- The problem -
Search each line below for "environment", then return the lines where it appears.

- Data to examine -

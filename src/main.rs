use actix_cors::Cors;
use actix_web::{get, middleware::Logger, web, App, HttpResponse, HttpServer, Responder};
use anyhow::Result;

use careops_be::database::{
    init_database,
    repositories::{ActivityRepository, SalaryRepository, SalarySettingRepository, UserRepository},
};
use careops_be::handlers::{salaries, salary_settings};
use careops_be::{Config, SalaryService};

#[get("/")]
async fn hello() -> impl Responder {
    HttpResponse::Ok().body("CareOps API v1.0")
}

#[get("/health")]
async fn health() -> impl Responder {
    HttpResponse::Ok().json(serde_json::json!({
        "status": "ok",
        "timestamp": chrono::Utc::now()
    }))
}

#[actix_web::main]
async fn main() -> Result<()> {
    // Load environment variables
    dotenvy::dotenv().ok();

    // Initialize logger
    env_logger::init();

    log::info!("Starting CareOps API server...");

    // Load configuration
    let config = Config::from_env()?;
    log::info!("Configuration loaded (environment: {})", config.environment);

    // Initialize database
    let pool = init_database(&config.database_url).await?;
    log::info!("Database initialized");

    // Initialize repositories and services
    let user_repository = UserRepository::new(pool.clone());
    let setting_repository = SalarySettingRepository::new(pool.clone());
    let activity_repository = ActivityRepository::new(pool.clone());
    let salary_repository = SalaryRepository::new(pool.clone());
    let salary_service = SalaryService::new(
        user_repository.clone(),
        setting_repository.clone(),
        activity_repository.clone(),
        salary_repository.clone(),
    );

    let setting_repo_data = web::Data::new(setting_repository);
    let salary_repo_data = web::Data::new(salary_repository);
    let salary_service_data = web::Data::new(salary_service);

    let client_base_url = config.client_base_url.clone();
    let server_address = config.server_address();
    log::info!("Server starting on http://{}", server_address);

    // Start HTTP server
    HttpServer::new(move || {
        App::new()
            .app_data(setting_repo_data.clone())
            .app_data(salary_repo_data.clone())
            .app_data(salary_service_data.clone())
            .wrap(
                Cors::default()
                    .allowed_origin(&client_base_url)
                    .allowed_methods(vec!["GET", "POST", "PUT", "DELETE", "OPTIONS"])
                    .allowed_headers(vec![
                        "Authorization",
                        "Content-Type",
                        "Accept",
                        "X-Requested-With",
                    ])
                    .max_age(3600),
            )
            .wrap(Logger::default())
            .service(hello)
            .service(health)
            .service(
                web::scope("/api/v1")
                    .service(
                        web::scope("/salary-calculation")
                            .route(
                                "/calculate/{nurse_id}/{year_month}",
                                web::get().to(salaries::calculate_preview),
                            )
                            .route("/calculate", web::post().to(salaries::calculate_and_save)),
                    )
                    .service(
                        web::scope("/salaries")
                            .route("", web::get().to(salaries::list_salaries))
                            .route("", web::post().to(salaries::create_salary))
                            .route(
                                "/nurse/{nurse_id}/{year_month}",
                                web::get().to(salaries::get_salary_by_nurse_month),
                            )
                            .route("/{id}", web::get().to(salaries::get_salary))
                            .route("/{id}", web::put().to(salaries::update_salary))
                            .route("/{id}", web::delete().to(salaries::delete_salary)),
                    )
                    .service(
                        web::scope("/salary-settings")
                            .route("", web::get().to(salary_settings::list_settings))
                            .route("", web::post().to(salary_settings::create_setting))
                            .route("/{key}", web::get().to(salary_settings::get_setting))
                            .route("/{key}", web::put().to(salary_settings::update_setting))
                            .route("/{key}", web::delete().to(salary_settings::delete_setting)),
                    ),
            )
    })
    .bind(&server_address)?
    .run()
    .await?;

    Ok(())
}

- Solution to this problem -
    // Load environment variables
    log::info!("Configuration loaded (environment: {})", config.environment);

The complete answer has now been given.